Ed Manion, our longtime Jukes/E Street/Seeger saxophonist, was a great player and an all-around good guy and would get the job done. But “the job” was tricky. It was less of a “job” than a position of faith that had some distinctly shamanistic requirements. There was a fellow out in Freehold
whom I’d played successfully
with, who had C’s tone down, was great onstage, but . . .

I received a small collection of DVDs from guys who could play rings around the moon, but we didn’t need John Coltrane. We needed a to-the-bone rock ’n’ roll saxophonist. I sat in bed going through them one morning as Patti sat at my side going, “Nope, nope, nope, nope.” Out of curiosity I even went on the Internet and checked out the
top “tribute” bands to see how they were handling it . . . No.

Jake

Though he traveled with the band for the better part of the
Magic
/
Dream
tour, I’d never really heard Jake play ’til Clarence’s funeral. There, he did a lovely version of “Amazing Grace.” He was physically big like C. He and his brothers, to the unknowing eye, could appear to be a misplaced tribe of Maori warriors. Jake was bespectacled,
sweet and soft too. Somewhere along the way, a mama had been good to him, and he carried with him the limitless sunshine that was C’s specialty on a good day. He was talented, a good songwriter and singer. He loved music, was young and hungry, and I could perceive inside of him the beginning of a star.

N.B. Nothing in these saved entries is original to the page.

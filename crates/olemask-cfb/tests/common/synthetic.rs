//! Hand-laid version 3 compound files with full control over sector placement, for chain tests
//! the `cfb` writer cannot produce (scattered chains, corrupt links).
//!
//! Layout: sector 0 holds the FAT, sector 1 the directory, streams start at sector 2.

const SECTOR: usize = 512;
const ENDOFCHAIN: u32 = 0xFFFF_FFFE;
const FREESECT: u32 = 0xFFFF_FFFF;
const FATSECT: u32 = 0xFFFF_FFFD;
const NOSTREAM: u32 = 0xFFFF_FFFF;

pub struct SyntheticV3 {
    fat: Vec<u32>,
    sectors: Vec<[u8; SECTOR]>,
    /// (name, start sector, size)
    streams: Vec<(String, u32, u32)>,
}

impl Default for SyntheticV3 {
    fn default() -> Self {
        Self::new()
    }
}

impl SyntheticV3 {
    pub fn new() -> Self {
        Self {
            fat: vec![FATSECT, ENDOFCHAIN],
            sectors: vec![[0u8; SECTOR], [0u8; SECTOR]],
            streams: Vec::new(),
        }
    }

    /// Place `data` in `chain`, in order. Streams should be at least 4096 bytes so they live in
    /// big sectors.
    pub fn add_stream(&mut self, name: &str, data: &[u8], chain: &[u32]) -> &mut Self {
        assert!(self.streams.len() < 3, "one directory sector holds three streams");
        assert!(data.len() <= chain.len() * SECTOR, "chain too short for data");
        for (i, &sector) in chain.iter().enumerate() {
            assert!(sector >= 2, "sectors 0 and 1 hold the FAT and directory");
            let index = sector as usize;
            while self.sectors.len() <= index {
                self.sectors.push([0u8; SECTOR]);
                self.fat.push(FREESECT);
            }
            let start = i * SECTOR;
            let end = data.len().min(start + SECTOR);
            if start < end {
                self.sectors[index][..end - start].copy_from_slice(&data[start..end]);
            }
            self.fat[index] = chain.get(i + 1).copied().unwrap_or(ENDOFCHAIN);
        }
        let start = chain.first().copied().unwrap_or(ENDOFCHAIN);
        self.streams.push((name.to_string(), start, data.len() as u32));
        self
    }

    pub fn set_fat_entry(&mut self, sector: u32, value: u32) -> &mut Self {
        self.fat[sector as usize] = value;
        self
    }

    pub fn build(&self) -> Vec<u8> {
        assert!(self.fat.len() <= SECTOR / 4, "one FAT sector only");
        let mut header = [0u8; SECTOR];
        header[..8].copy_from_slice(&[0xD0, 0xCF, 0x11, 0xE0, 0xA1, 0xB1, 0x1A, 0xE1]);
        put_u16(&mut header, 0x18, 0x003E);
        put_u16(&mut header, 0x1A, 3);
        put_u16(&mut header, 0x1C, 0xFFFE);
        put_u16(&mut header, 0x1E, 9);
        put_u16(&mut header, 0x20, 6);
        put_u32(&mut header, 0x2C, 1);
        put_u32(&mut header, 0x30, 1);
        put_u32(&mut header, 0x38, 4096);
        put_u32(&mut header, 0x3C, ENDOFCHAIN);
        put_u32(&mut header, 0x44, ENDOFCHAIN);
        for i in 0..109 {
            put_u32(&mut header, 0x4C + i * 4, FREESECT);
        }
        put_u32(&mut header, 0x4C, 0);

        let mut sectors = self.sectors.clone();
        for (i, entry) in self.fat.iter().enumerate() {
            put_u32(&mut sectors[0], i * 4, *entry);
        }
        for i in self.fat.len()..SECTOR / 4 {
            put_u32(&mut sectors[0], i * 4, FREESECT);
        }

        let mut dir = [0u8; SECTOR];
        let root_child = if self.streams.is_empty() { NOSTREAM } else { 1 };
        write_entry(&mut dir[..128], "Root Entry", 5, NOSTREAM, root_child, ENDOFCHAIN, 0);
        for slot in 1..4 {
            let range = slot * 128..(slot + 1) * 128;
            match self.streams.get(slot - 1) {
                Some((name, start, size)) => {
                    let right = if slot < self.streams.len() {
                        slot as u32 + 1
                    } else {
                        NOSTREAM
                    };
                    write_entry(&mut dir[range], name, 2, right, NOSTREAM, *start, *size);
                }
                None => write_entry(&mut dir[range], "", 0, NOSTREAM, NOSTREAM, 0, 0),
            }
        }
        sectors[1] = dir;

        let mut out = header.to_vec();
        for sector in &sectors {
            out.extend_from_slice(sector);
        }
        out
    }
}

fn write_entry(
    out: &mut [u8],
    name: &str,
    object_type: u8,
    right: u32,
    child: u32,
    start: u32,
    size: u32,
) {
    let units: Vec<u16> = name.encode_utf16().collect();
    for (i, unit) in units.iter().enumerate() {
        put_u16(out, i * 2, *unit);
    }
    let name_len = if units.is_empty() {
        0
    } else {
        (units.len() as u16 + 1) * 2
    };
    put_u16(out, 0x40, name_len);
    out[0x42] = object_type;
    put_u32(out, 0x44, NOSTREAM);
    put_u32(out, 0x48, right);
    put_u32(out, 0x4C, child);
    put_u32(out, 0x74, start);
    put_u32(out, 0x78, size);
}

fn put_u16(out: &mut [u8], offset: usize, value: u16) {
    out[offset..offset + 2].copy_from_slice(&value.to_le_bytes());
}

fn put_u32(out: &mut [u8], offset: usize, value: u32) {
    out[offset..offset + 4].copy_from_slice(&value.to_le_bytes());
}

/// `len` bytes that differ from sector to sector, so misplaced sectors show up.
pub fn patterned(len: usize, seed: u8) -> Vec<u8> {
    (0..len)
        .map(|i| ((i * 7 + (i / SECTOR) * 13) as u8).wrapping_add(seed))
        .collect()
}
use olemask_core::MaskError;
use thiserror::Error;

#[derive(Debug, Clone, PartialEq, Eq, Error)]
pub enum BiffError {
    #[error("merged payload is {actual} bytes but its segments hold {expected}")]
    MergedLengthMismatch { expected: usize, actual: usize },
    #[error("segment {start}..{end} lies outside a {len}-byte stream")]
    SegmentOutOfBounds { start: usize, end: usize, len: usize },
    #[error(transparent)]
    Mask(#[from] MaskError),
}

After C’s death, many months went by. Jake and I stayed casually in touch and though we both
knew what we were thinking, it was appropriately never mentioned. On the street I was confronted regularly with the same question from friends and fans. “Whaddyagonnado?” That’s how it always came out. One thought, one word, one critical, life-defining, all-important, existential “I gotta know NOW ’cause it’s driving me CRAZY that this thing I loved might no longer be there!!!” question. “Whaddyagonnado?”
My answer was always “We’re gonna think of something.”

Steve on Jake: “He’s black. He plays the saxophone. His name is Clemons. He’s the guy! He’s the only guy!” Steve dismissed my other candidates as . . . white.

I knew what he meant. He was saying that “thing,” that world, that possibility that Clarence symbolized going back to the early days of race-divided Asbury Park was tied to his overwhelming
blackness. It was. And that “thing”
was
a critical piece of the living philosophy of the E Street Band.

I agreed that Steve was right but by definition, there being only one true Big Man, one true Big Man whom neither chops, nor size, nor the blackness of night could replicate, it didn’t really matter . . . maybe. I knew the band had changed the minute C breathed his last. That version of the
E Street Band would be Never No More! There would be no
replacing
Clarence Clemons. So the real question was, “So what’s next?” Next . . . now.